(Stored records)

• • • • •

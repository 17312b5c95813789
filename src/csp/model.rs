//! CSP model definition.

use super::constraints::{AllDifferent, Constraint, ConstraintId, PredicateConstraint};
use super::error::CspError;
use super::variables::{Value, VarId, Variable};

/// A constraint satisfaction problem.
///
/// Owns the variables and constraints and keeps, for every variable, the
/// list of constraints whose scope contains it. Propagators read and prune
/// domains through this type; a search driver assigns and unassigns through
/// it.
///
/// # Examples
///
/// ```
/// use u_propagate::csp::{Csp, Variable};
///
/// let mut csp = Csp::new("example");
/// let x = csp.add_variable(Variable::range("x", 1, 3));
/// let y = csp.add_variable(Variable::range("y", 1, 3));
/// let c = csp.add_all_different("x != y", vec![x, y]).unwrap();
///
/// assert_eq!(csp.constraints_containing(x), &[c]);
/// assert_eq!(csp.unassigned_count(c), 2);
///
/// csp.assign(x, 1).unwrap();
/// assert_eq!(csp.unassigned_count(c), 1);
/// assert!(!csp.has_support(c, y, 1));
/// ```
#[derive(Debug)]
pub struct Csp {
    name: String,
    variables: Vec<Variable>,
    constraints: Vec<Box<dyn Constraint>>,
    by_variable: Vec<Vec<ConstraintId>>,
}

impl Csp {
    /// Creates an empty problem.
    pub fn new(name: impl Into<String>) -> Self {
        Self {
            name: name.into(),
            variables: Vec::new(),
            constraints: Vec::new(),
            by_variable: Vec::new(),
        }
    }

    pub fn name(&self) -> &str {
        &self.name
    }

    /// Adds a variable and returns its identifier.
    pub fn add_variable(&mut self, variable: Variable) -> VarId {
        let id = VarId(self.variables.len());
        self.variables.push(variable);
        self.by_variable.push(Vec::new());
        id
    }

    /// Adds a constraint and indexes it under each scope variable.
    ///
    /// The scope must be non-empty, refer to known variables, and mention
    /// each variable once.
    pub fn add_constraint(
        &mut self,
        constraint: impl Constraint + 'static,
    ) -> Result<ConstraintId, CspError> {
        let scope = constraint.scope();
        if scope.is_empty() {
            return Err(CspError::EmptyScope {
                constraint: constraint.name().to_string(),
            });
        }
        for (i, &var) in scope.iter().enumerate() {
            if var.index() >= self.variables.len() {
                return Err(CspError::UnknownVariable(var));
            }
            if scope[..i].contains(&var) {
                return Err(CspError::DuplicateInScope {
                    constraint: constraint.name().to_string(),
                    variable: var,
                });
            }
        }

        let id = ConstraintId(self.constraints.len());
        for &var in scope {
            self.by_variable[var.index()].push(id);
        }
        self.constraints.push(Box::new(constraint));
        Ok(id)
    }

    /// Convenience: add an all-different constraint.
    pub fn add_all_different(
        &mut self,
        name: impl Into<String>,
        scope: Vec<VarId>,
    ) -> Result<ConstraintId, CspError> {
        self.add_constraint(AllDifferent::new(name, scope))
    }

    /// Convenience: add a predicate constraint.
    pub fn add_predicate<F>(
        &mut self,
        name: impl Into<String>,
        scope: Vec<VarId>,
        predicate: F,
    ) -> Result<ConstraintId, CspError>
    where
        F: Fn(&[Value]) -> bool + Send + Sync + 'static,
    {
        self.add_constraint(PredicateConstraint::new(name, scope, predicate))
    }

    pub fn variable(&self, var: VarId) -> &Variable {
        &self.variables[var.index()]
    }

    /// All variables, indexed by [`VarId::index`].
    pub fn variables(&self) -> &[Variable] {
        &self.variables
    }

    pub fn variable_ids(&self) -> impl Iterator<Item = VarId> {
        (0..self.variables.len()).map(VarId)
    }

    /// Looks a variable up by name.
    pub fn find_variable(&self, name: &str) -> Option<VarId> {
        self.variables
            .iter()
            .position(|v| v.name() == name)
            .map(VarId)
    }

    pub fn constraint(&self, id: ConstraintId) -> &dyn Constraint {
        self.constraints[id.index()].as_ref()
    }

    /// Constraints whose scope contains `var`, in insertion order.
    pub fn constraints_containing(&self, var: VarId) -> &[ConstraintId] {
        &self.by_variable[var.index()]
    }

    /// Constraints whose scope has exactly `arity` variables.
    pub fn constraints_of_arity(&self, arity: usize) -> Vec<ConstraintId> {
        self.constraints
            .iter()
            .enumerate()
            .filter(|(_, c)| c.scope().len() == arity)
            .map(|(i, _)| ConstraintId(i))
            .collect()
    }

    pub fn all_constraints(&self) -> impl Iterator<Item = ConstraintId> {
        (0..self.constraints.len()).map(ConstraintId)
    }

    pub fn scope(&self, id: ConstraintId) -> &[VarId] {
        self.constraints[id.index()].scope()
    }

    /// Number of scope variables of `id` that are not assigned.
    pub fn unassigned_count(&self, id: ConstraintId) -> usize {
        self.scope(id)
            .iter()
            .filter(|v| !self.variable(**v).is_assigned())
            .count()
    }

    pub fn satisfies(&self, id: ConstraintId, tuple: &[Value]) -> bool {
        self.constraints[id.index()].satisfies(tuple)
    }

    /// Whether `var = value` has a support in constraint `id` given the
    /// current domains of the other scope variables.
    pub fn has_support(&self, id: ConstraintId, var: VarId, value: Value) -> bool {
        self.constraints[id.index()].has_support(&self.variables, var, value)
    }

    /// The assigned values of the scope of `id`, in scope order, or `None`
    /// if some scope variable is unassigned.
    pub fn assigned_tuple(&self, id: ConstraintId) -> Option<Vec<Value>> {
        self.scope(id)
            .iter()
            .map(|&v| self.variable(v).assigned_value())
            .collect()
    }

    /// Assigns `value` to `var`.
    pub fn assign(&mut self, var: VarId, value: Value) -> Result<(), CspError> {
        self.variables
            .get_mut(var.index())
            .ok_or(CspError::UnknownVariable(var))?
            .assign(value)
    }

    pub fn unassign(&mut self, var: VarId) {
        self.variables[var.index()].unassign();
    }

    /// Removes `value` from the current domain of `var`.
    pub fn prune(&mut self, var: VarId, value: Value) -> bool {
        self.variables[var.index()].prune(value)
    }

    /// Restores a pruned `value` of `var`.
    pub fn unprune(&mut self, var: VarId, value: Value) -> bool {
        self.variables[var.index()].unprune(value)
    }

    /// Current domains of all variables, in variable order.
    pub fn current_domains(&self) -> Vec<Vec<Value>> {
        self.variables.iter().map(Variable::current_domain).collect()
    }

    /// Returns the number of variables.
    pub fn variable_count(&self) -> usize {
        self.variables.len()
    }

    /// Returns the number of constraints.
    pub fn constraint_count(&self) -> usize {
        self.constraints.len()
    }
}
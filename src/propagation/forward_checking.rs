//! Forward checking.
//!
//! After an assignment, every constraint touching the assigned variable is
//! checked for support of the assigned value, and constraints left with a
//! single unassigned variable have that variable's unsupported values
//! pruned.
//!
//! Before any assignment, variables carrying a unary constraint lose every
//! value that has no support in some constraint containing them.

use log::{debug, trace};

use super::targets;
use super::types::{PropagationResult, PropagationStats, Propagator, PruneLog};
use crate::csp::{ConstraintId, Csp, Value, VarId};

/// Forward checking propagator.
#[derive(Debug, Clone, Default)]
pub struct ForwardChecking {
    stats: PropagationStats,
}

impl ForwardChecking {
    pub fn new() -> Self {
        Self::default()
    }

    fn propagate_assignment(&mut self, csp: &mut Csp, var: VarId, pruned: &mut PruneLog) -> bool {
        let assigned = csp.variable(var).assigned_value();
        if assigned.is_none() {
            debug!(target: targets::FORWARD_CHECKING, "{var} is not assigned");
        }

        let constraints = csp.constraints_containing(var).to_vec();
        for c in constraints {
            if let Some(value) = assigned {
                self.stats.support_checks += 1;
                if !csp.has_support(c, var, value) {
                    debug!(
                        target: targets::FORWARD_CHECKING,
                        "{} = {value} has no support in {}",
                        csp.variable(var).name(),
                        csp.constraint(c).name()
                    );
                    return false;
                }
            }

            if csp.unassigned_count(c) != 1 {
                continue;
            }
            let last = csp
                .scope(c)
                .iter()
                .copied()
                .find(|&v| !csp.variable(v).is_assigned());
            if let Some(last) = last {
                if !self.revise(csp, c, last, pruned) {
                    return false;
                }
            }
        }
        true
    }

    /// Prunes the values of `var` without support in `constraint`. On
    /// wipeout, restores exactly those values and returns `false`.
    fn revise(
        &mut self,
        csp: &mut Csp,
        constraint: ConstraintId,
        var: VarId,
        pruned: &mut PruneLog,
    ) -> bool {
        let checkpoint = pruned.checkpoint();
        for value in csp.variable(var).current_domain() {
            self.stats.support_checks += 1;
            if !csp.has_support(constraint, var, value) {
                trace!(
                    target: targets::FORWARD_CHECKING,
                    "prune {} = {value} ({})",
                    csp.variable(var).name(),
                    csp.constraint(constraint).name()
                );
                pruned.prune(csp, var, value);
            }
        }

        if csp.variable(var).current_domain_size() == 0 {
            pruned.rollback_to(csp, checkpoint);
            debug!(
                target: targets::FORWARD_CHECKING,
                "domain of {} wiped out by {}",
                csp.variable(var).name(),
                csp.constraint(constraint).name()
            );
            return false;
        }
        true
    }

    fn propagate_unary(&mut self, csp: &mut Csp, pruned: &mut PruneLog) -> bool {
        let mut visited: Vec<VarId> = Vec::new();
        for c in csp.constraints_of_arity(1) {
            let &[var] = csp.scope(c) else {
                continue;
            };
            if visited.contains(&var) {
                continue;
            }
            visited.push(var);

            let checkpoint = pruned.checkpoint();
            for value in csp.variable(var).current_domain() {
                if !self.value_supported(csp, var, value) {
                    trace!(
                        target: targets::FORWARD_CHECKING,
                        "prune {} = {value} before search",
                        csp.variable(var).name()
                    );
                    pruned.prune(csp, var, value);
                }
            }

            if csp.variable(var).current_domain_size() == 0 {
                pruned.rollback_to(csp, checkpoint);
                debug!(
                    target: targets::FORWARD_CHECKING,
                    "no value of {} satisfies its constraints",
                    csp.variable(var).name()
                );
                return false;
            }
        }
        true
    }

    /// Whether `var = value` keeps every constraint on `var` supported, i.e.
    /// assigning it would not fail immediately.
    fn value_supported(&mut self, csp: &Csp, var: VarId, value: Value) -> bool {
        csp.constraints_containing(var).iter().all(|&c| {
            self.stats.support_checks += 1;
            csp.has_support(c, var, value)
        })
    }
}

impl Propagator for ForwardChecking {
    fn name(&self) -> &'static str {
        "fc"
    }

    fn propagate(&mut self, csp: &mut Csp, new_var: Option<VarId>) -> PropagationResult {
        let mut pruned = PruneLog::new();
        let consistent = match new_var {
            Some(var) => self.propagate_assignment(csp, var, &mut pruned),
            None => self.propagate_unary(csp, &mut pruned),
        };

        let result = if consistent {
            PropagationResult::consistent(pruned)
        } else {
            PropagationResult::inconsistent(pruned)
        };
        self.stats.record(&result);
        result
    }

    fn stats(&self) -> &PropagationStats {
        &self.stats
    }

    fn reset_stats(&mut self) {
        self.stats = PropagationStats::default();
    }
}
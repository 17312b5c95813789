use super::variables::{VarId, Value};

/// Errors raised while building a [`Csp`](super::Csp) or assigning a value.
///
/// Propagation itself never fails with an error; inconsistency is reported
/// through [`PropagationResult`](crate::propagation::PropagationResult).
#[derive(Debug, Clone, PartialEq, Eq, thiserror::Error)]
pub enum CspError {
    #[error("unknown variable {0}")]
    UnknownVariable(VarId),

    #[error("constraint '{constraint}' has an empty scope")]
    EmptyScope { constraint: String },

    #[error("variable {variable} appears more than once in the scope of '{constraint}'")]
    DuplicateInScope { constraint: String, variable: VarId },

    #[error("value {value} is not in the current domain of '{variable}'")]
    ValueNotInDomain { variable: String, value: Value },
}
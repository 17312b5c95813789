//! Propagator selection.

#[cfg(feature = "serde")]
use serde::{Deserialize, Serialize};

use super::forward_checking::ForwardChecking;
use super::gac::GacPropagator;
use super::plain::PlainPropagator;
use super::types::Propagator;

/// Which propagation strategy to run.
#[derive(Debug, Clone, Copy, Default, PartialEq, Eq, Hash)]
#[cfg_attr(feature = "serde", derive(Serialize, Deserialize))]
pub enum Strategy {
    /// Check fully assigned constraints only.
    Plain,
    /// Prune the last unassigned variable of each touched constraint.
    ForwardChecking,
    /// Maintain generalized arc consistency.
    #[default]
    GeneralizedArcConsistency,
}

/// Order in which GAC takes arcs off its queue.
///
/// The fixpoint reached does not depend on the order, only the amount of
/// work spent reaching it.
#[derive(Debug, Clone, Copy, Default, PartialEq, Eq, Hash)]
#[cfg_attr(feature = "serde", derive(Serialize, Deserialize))]
pub enum ArcOrder {
    /// Oldest arc first.
    #[default]
    Fifo,
    /// Newest arc first.
    Lifo,
}

/// Configuration for building a [`Propagator`].
///
/// # Examples
///
/// ```
/// use u_propagate::propagation::{ArcOrder, PropagatorConfig, Strategy};
///
/// let config = PropagatorConfig::default()
///     .with_strategy(Strategy::ForwardChecking)
///     .with_arc_order(ArcOrder::Lifo);
/// assert_eq!(config.strategy, Strategy::ForwardChecking);
///
/// let propagator = config.build();
/// assert_eq!(propagator.name(), "fc");
/// ```
#[derive(Debug, Clone, Default, PartialEq, Eq)]
#[cfg_attr(feature = "serde", derive(Serialize, Deserialize))]
pub struct PropagatorConfig {
    /// Propagation strategy.
    pub strategy: Strategy,
    /// Arc queue order, used by GAC.
    pub arc_order: ArcOrder,
}

impl PropagatorConfig {
    /// Sets the propagation strategy.
    pub fn with_strategy(mut self, strategy: Strategy) -> Self {
        self.strategy = strategy;
        self
    }

    /// Sets the GAC arc queue order.
    pub fn with_arc_order(mut self, order: ArcOrder) -> Self {
        self.arc_order = order;
        self
    }

    /// Creates the configured propagator.
    pub fn build(&self) -> Box<dyn Propagator> {
        match self.strategy {
            Strategy::Plain => Box::new(PlainPropagator::new()),
            Strategy::ForwardChecking => Box::new(ForwardChecking::new()),
            Strategy::GeneralizedArcConsistency => {
                Box::new(GacPropagator::new().with_arc_order(self.arc_order))
            }
        }
    }
}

• • • • •

The required answer is the exact run of lines above starting at the line with "fn stats(&self) ->" and ending at the line with "use super::gac::GacPropagator;", with both ends present.

    fn stats(&self) -> &PropagationStats {
        &self.stats
    }

    fn reset_stats(&mut self) {
        self.stats = PropagationStats::default();
    }
}
repository 17312b5c95813789
use super::variables::{VarId, Value};

/// Errors raised while building a [`Csp`](super::Csp) or assigning a value.
///
/// Propagation itself never fails with an error; inconsistency is reported
/// through [`PropagationResult`](crate::propagation::PropagationResult).
#[derive(Debug, Clone, PartialEq, Eq, thiserror::Error)]
pub enum CspError {
    #[error("unknown variable {0}")]
    UnknownVariable(VarId),

    #[error("constraint '{constraint}' has an empty scope")]
    EmptyScope { constraint: String },

    #[error("variable {variable} appears more than once in the scope of '{constraint}'")]
    DuplicateInScope { constraint: String, variable: VarId },

    #[error("value {value} is not in the current domain of '{variable}'")]
    ValueNotInDomain { variable: String, value: Value },
}
repository 17312b5c95813789
//! Propagator selection.

#[cfg(feature = "serde")]
use serde::{Deserialize, Serialize};

use super::forward_checking::ForwardChecking;
use super::gac::GacPropagator;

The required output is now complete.